Tin is in the grips of one of the longest-running squeezes ever seen in commodities markets, and there’s little sign of it letting up.
A relatively small market — used mainly for soldering in electronics — tin is often overshadowed by metals like copper and aluminum that are more widely used in manufacturing, infrastructure and the green-energy transition.
This year, though, tin has been red hot. Demand is booming and supply is sputtering, creating a chronic shortage of metal that’s been exacerbated by global logistics snarl-ups. Tin has surged more than 90% to all-time highs on the London Metal Exchange, while near-dated contracts have been trading above futures for almost an entire year on the LME, in a condition known as backwardation that’s a hallmark sign that spot demand is exceeding supply.
Front-month LME tin prices have now been trading at a premium to the second-month contract for more than 250 consecutive trading days, the longest-running backwardation in at least 24 years, according to data analyzed by Bloomberg. That’s longer than the most protracted backwardations seen in crude oil, nickel and coffee over the same period, and comes close to surpassing a historic 285-day squeeze in the lumber market that ended earlier this year.
Like lumber, tin’s supply-and-demand dynamics have been thoroughly upended by the pandemic. But while the backwardation in lumber ended in July as demand crested and production ramped up, it’s less clear where the supply relief will come from in the tin market.
Typically, backwardations tend to be fairly short-lived, as high spot prices encourage producers and traders to deliver cargoes into exchanges, replenishing supplies and helping to push spot prices back below futures. But the unrelenting surge in demand and logistical challenges in getting metal where it’s needed have created a rare long-running squeeze that’s dragged inventories lower and helped lift prices sharply higher.

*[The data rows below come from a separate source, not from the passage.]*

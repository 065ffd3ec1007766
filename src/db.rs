use anyhow::Result;
use sqlx::sqlite::{SqliteConnectOptions, SqlitePool, SqlitePoolOptions};
use std::str::FromStr;

use crate::config::Config;

pub async fn connect(config: &Config) -> Result<SqlitePool> {
    let db_path = &config.db.path;

    // Ensure parent directory exists
    if let Some(parent) = db_path.parent() {
        if !parent.as_os_str().is_empty() {
            std::fs::create_dir_all(parent)?;
        }
    }

    let options = SqliteConnectOptions::from_str(&format!("sqlite:{}", db_path.display()))?
        .create_if_missing(true)
        .journal_mode(sqlx::sqlite::SqliteJournalMode::Wal);

    let pool = SqlitePoolOptions::new()
        .max_connections(5)
        .connect_with(options)
        .await?;

    tracing::debug!(path = %db_path.display(), "opened database");
    Ok(pool)
}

“Normally you’ll get a big backwardation, and then it will take a bit of time, but producers or traders will deliver,” Tom Mulqueen, head of metals research at Amalgamated Metal Trading, said by phone from London. “This year’s just been so extreme, in terms of the inability to do that.”
While investors have piled into the tiny tin market during its rally to all-time highs, exchange data suggests that many have now taken profits on their positions. Yet the backwardation and broader supply tightness has endured, suggesting that the latest leg of the rally has been driven by core industrial users and real demand for metal.

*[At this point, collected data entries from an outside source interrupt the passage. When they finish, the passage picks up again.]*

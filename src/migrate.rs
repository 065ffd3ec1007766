use anyhow::Result;
use sqlx::SqlitePool;

use crate::config::Config;
use crate::db;

pub async fn run_migrations(config: &Config) -> Result<()> {
    let pool = db::connect(config).await?;
    migrate_pool(&pool).await?;
    pool.close().await;
    Ok(())
}

/// Creates every table and index. Safe to run repeatedly.
pub async fn migrate_pool(pool: &SqlitePool) -> Result<()> {
    // Create trade flows table
    sqlx::query(
        r#"
        CREATE TABLE IF NOT EXISTS trade_flows (
            id TEXT PRIMARY KEY,
            hs_code TEXT NOT NULL,
            origin_country TEXT NOT NULL,
            destination_country TEXT NOT NULL,
            year INTEGER NOT NULL,
            volume REAL NOT NULL CHECK (volume >= 0),
            value_usd REAL NOT NULL CHECK (value_usd >= 0),
            source TEXT NOT NULL,
            created_at INTEGER NOT NULL
        )
        "#,
    )
    .execute(pool)
    .await?;

    // Create tariff lines table
    sqlx::query(
        r#"
        CREATE TABLE IF NOT EXISTS tariff_lines (
            id INTEGER PRIMARY KEY AUTOINCREMENT,
            country_code TEXT NOT NULL,
            hs_prefix TEXT NOT NULL,
            rate_percent REAL NOT NULL,
            non_tariff_measures_json TEXT NOT NULL DEFAULT '[]',
            UNIQUE(country_code, hs_prefix)
        )
        "#,
    )
    .execute(pool)
    .await?;

    // Create regulatory rules table; NULL columns are wildcards
    sqlx::query(
        r#"
        CREATE TABLE IF NOT EXISTS regulatory_rules (
            id INTEGER PRIMARY KEY AUTOINCREMENT,
            hs_chapter TEXT,
            country_code TEXT,
            origin_country_code TEXT,
            document_name TEXT NOT NULL,
            issuer TEXT NOT NULL,
            description TEXT NOT NULL DEFAULT ''
        )
        "#,
    )
    .execute(pool)
    .await?;

    // Create indexes
    sqlx::query("CREATE INDEX IF NOT EXISTS idx_trade_flows_hs_code ON trade_flows(hs_code)")
        .execute(pool)
        .await?;
    sqlx::query("CREATE INDEX IF NOT EXISTS idx_trade_flows_source ON trade_flows(source)")
        .execute(pool)
        .await?;
    sqlx::query(
        "CREATE INDEX IF NOT EXISTS idx_regulatory_rules_country ON regulatory_rules(country_code)",
    )
    .execute(pool)
    .await?;

    tracing::debug!("migrations applied");
    Ok(())
}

The premiums that consumers pay over LME prices to obtain physical shipments of tin remain at sky-high levels, indicating that supply remains tight and record prices aren’t yet putting a dent in demand. And with the omicron Covid variant spreading rapidly, the challenges involved in producing metal and shipping it to consumers are in danger of getting worse.

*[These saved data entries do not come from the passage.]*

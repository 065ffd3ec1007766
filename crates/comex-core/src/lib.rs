//! # Che.Comex Core
//!
//! Pure logic for the Che.Comex market-intelligence engine: trade data
//! models, the shared country reference table, HS classification, the
//! regulatory decision table, opportunity scoring, and the storage trait.
//!
//! This crate contains no tokio, sqlx, HTTP, or filesystem dependencies.
//! The application crate supplies a SQLite-backed [`store::TradeStore`]
//! and wires the pipeline into a CLI and an HTTP server.

pub mod aggregate;
pub mod classify;
pub mod countries;
pub mod models;
pub mod opportunity;
pub mod regulatory;
pub mod scoring;
pub mod store;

The outlook for supply from major producer Myanmar is worsening as the country battles a new Covid-19 outbreak, while in Indonesia, top producer PT Timah’s output was down 49% in the first nine months of the year, according to the International Tin Association. On a positive note, Malaysia Smelting Corp is reportedly “looking into” ending a Covid-related halt on sales, which the ITA said may bring some relief to consumers.
But with demand still booming, inflows into LME warehouses could be few and far between, while dwindling inventories and tightening spreads on the Shanghai Futures Exchange suggest buyers in China will eagerly snap up any additional supply.
“I don’t think it’s permanent, and at some point it will normalize, but who knows how long that will take,” Mulqueen said. “I think it’s likely that things will settle down in the next year, but there’s very little give in the market at the moment.”